A credit card company may cancel a card for many reasons, including non-use, excess debt, a lowered credit score and even an increase in credit that exceeds the amount the company is comfortable with. A cancelled credit card can cause considerable problems, especially in an emergency such as needing gas or a hotel room on short notice. A few easy steps, applied on a regular basis, can help avoid an unnecessary cancellation.
Instructions
- 1
Use your credit card at least once every 60 days. You don't need to make a large purchase -- just a cup of coffee will do -- and you should pay it off immediately if you're concerned about debt. Regular use informs the company that your card is still being used.
2Maintain a low credit utilization ratio, which is the percent of the total limit on the card that you have used. For example, if you have a credit limit of $1,000 and you have $530 on the card, your credit utilization ratio would be 53 percent (530/1000). Ideally, you want your credit utilization ratio to be 25 percent or lower.

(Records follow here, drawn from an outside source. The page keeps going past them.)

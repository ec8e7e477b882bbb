//! Line-oriented text persistence for annotations.
//!
//! ```text
//! 4410,2        marker at sample 4410, intensity ordinal 2
//! 8000,-1,9600  section covering samples 8000..=9600
//! ```
//!
//! The `-1` in the second field is the only thing that distinguishes a
//! section line from a marker line.

use std::fs;
use std::io::{self, Write};
use std::path::{Path, PathBuf};

use thiserror::Error;
use tracing::{debug, info, warn};

use super::store::AnnotationStore;
use super::types::{AnnotationEntry, Intensity};

/// Extension used for the annotation file next to an audio file.
pub const ANNOTATION_EXTENSION: &str = "marks";

const SECTION_TAG: i64 = -1;

#[derive(Debug, Clone, PartialEq, Eq, Error)]
pub enum LineError {
    #[error("expected 2 or 3 comma-separated fields, found {0}")]
    FieldCount(usize),
    #[error("field {field} is not a number: {value:?}")]
    BadNumber { field: usize, value: String },
    #[error("unknown intensity ordinal {0}")]
    UnknownIntensity(i64),
    #[error("section line must carry tag -1, found {0}")]
    BadSectionTag(i64),
    #[error("position {position} is outside the timeline of {capacity} samples")]
    OutOfRange { position: usize, capacity: usize },
}

pub fn serialize(store: &AnnotationStore) -> String {
    let mut out = String::new();
    for entry in store.entries_snapshot() {
        let line = match entry {
            AnnotationEntry::Marker(m) => format!("{},{}\n", m.sample_index, m.intensity.ordinal()),
            AnnotationEntry::Section(s) => format!("{},{},{}\n", s.start(), SECTION_TAG, s.end()),
        };
        out.push_str(&line);
    }
    out
}

/// Parses annotation text into a sorted store.
///
/// Lines that fail to parse are skipped with a warning; the rest still load.
pub fn deserialize(text: &str, capacity: usize) -> AnnotationStore {
    let mut entries = Vec::new();
    for (line_no, line) in text.lines().enumerate() {
        match parse_line(line, capacity) {
            Ok(Some(entry)) => entries.push(entry),
            Ok(None) => {}
            Err(e) => warn!("Skipping annotation line {}: {} ({:?})", line_no + 1, e, line),
        }
    }
    AnnotationStore::from_entries(entries, capacity)
}

/// Parses one line. Blank lines yield `Ok(None)`.
pub fn parse_line(line: &str, capacity: usize) -> Result<Option<AnnotationEntry>, LineError> {
    let line = line.trim();
    if line.is_empty() {
        return Ok(None);
    }

    let fields: Vec<&str> = line.split(',').map(str::trim).collect();
    match fields.as_slice() {
        [position, ordinal] => {
            let position = parse_position(position, 0)?;
            let ordinal = parse_signed(ordinal, 1)?;
            let intensity =
                Intensity::from_ordinal(ordinal).ok_or(LineError::UnknownIntensity(ordinal))?;
            if position == 0 || position >= capacity {
                return Err(LineError::OutOfRange { position, capacity });
            }
            Ok(Some(AnnotationEntry::marker(position, intensity)))
        }
        [start, tag, end] => {
            let start = parse_position(start, 0)?;
            let tag = parse_signed(tag, 1)?;
            let end = parse_position(end, 2)?;
            if tag != SECTION_TAG {
                return Err(LineError::BadSectionTag(tag));
            }
            for position in [start, end] {
                if position > capacity {
                    return Err(LineError::OutOfRange { position, capacity });
                }
            }
            Ok(Some(AnnotationEntry::section(start, end)))
        }
        other => Err(LineError::FieldCount(other.len())),
    }
}

fn parse_position(value: &str, field: usize) -> Result<usize, LineError> {
    value.parse().map_err(|_| LineError::BadNumber {
        field,
        value: value.to_string(),
    })
}

fn parse_signed(value: &str, field: usize) -> Result<i64, LineError> {
    value.parse().map_err(|_| LineError::BadNumber {
        field,
        value: value.to_string(),
    })
}

/// Annotation file path for an audio file: same stem, annotation extension.
pub fn annotation_path_for(audio_path: impl AsRef<Path>) -> PathBuf {
    audio_path.as_ref().with_extension(ANNOTATION_EXTENSION)
}

/// Rewrites `path` with the full contents of `store`.
///
/// The text goes to a sibling temp file first and is renamed over the target,
/// so readers see either the old snapshot or the new one.
pub fn save(store: &AnnotationStore, path: impl AsRef<Path>) -> io::Result<()> {
    let path = path.as_ref();
    let text = serialize(store);

    let mut tmp = path.as_os_str().to_owned();
    tmp.push(".tmp");
    let tmp = PathBuf::from(tmp);
    let written = fs::File::create(&tmp).and_then(|mut f| {
        f.write_all(text.as_bytes())?;
        f.sync_all()
    });
    if let Err(e) = written.and_then(|()| fs::rename(&tmp, path)) {
        let _ = fs::remove_file(&tmp);
        return Err(e);
    }

    debug!("Saved {} annotations to {}", store.len(), path.display());
    Ok(())
}

/// Loads annotations from `path`. A missing file is an empty store.
pub fn load(path: impl AsRef<Path>, capacity: usize) -> io::Result<AnnotationStore> {
    let path = path.as_ref();
    let text = match fs::read_to_string(path) {
        Ok(text) => text,
        Err(e) if e.kind() == io::ErrorKind::NotFound => {
            debug!("No annotation file at {}", path.display());
            return Ok(AnnotationStore::new(capacity));
        }
        Err(e) => return Err(e),
    };

    let store = deserialize(&text, capacity);
    info!("Loaded {} annotations from {}", store.len(), path.display());
    Ok(store)
}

3Pay your bills on time. The Wall Street Journal cites a high delinquency rate -- with more people neglecting to pay their monthly statement -- as a cause of concern among credit card issuers. You can avoid that by keeping up with your monthly bills, and not giving the company reason to fret.
4Keep careful track of your overall credit rating. The higher your rating, the less likely a credit card company is to cancel your card. Three major agencies -- Equifax, Experian and Transunion -- keep track of credit scores. You are entitled to a free credit report every 12 months. AnnualCreditReport.com allows you to request a free credit report online.